Exercise materials>
......
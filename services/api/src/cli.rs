use crate::demo::DemoArgs;
use crate::server;
use clap::{Args, Parser, Subcommand};
use expert_intake::error::AppError;

#[derive(Parser, Debug)]
#[command(
    name = "Expert Network Intake",
    about = "Run and demonstrate the expert enrollment service from the command line",
    version
)]
struct Cli {
    #[command(subcommand)]
    command: Option<Command>,
}

#[derive(Subcommand, Debug)]
enum Command {
    /// Start the HTTP service (default command)
    Serve(ServeArgs),
    /// Walk a scripted applicant through the enrollment wizard end to end
    Demo(DemoArgs),
}

#[derive(Args, Debug, Default)]
pub(crate) struct ServeArgs {
    /// Override the configured host for the HTTP server
    #[arg(long)]
    pub(crate) host: Option<String>,
    /// Override the configured port for the HTTP server
    #[arg(long)]
    pub(crate) port: Option<u16>,
}

pub(crate) async fn run() -> Result<(), AppError> {
    let cli = Cli::parse();
    let command = cli
        .command
        .unwrap_or_else(|| Command::Serve(ServeArgs::default()));

    match command {
        Command::Serve(args) => server::run(args).await,
        Command::Demo(args) => crate::demo::run(args).await,
    }
}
......
Task objective> Using the listing, count the lines where the word "configured" appears and reply with only that number.

Result of the exercise> 2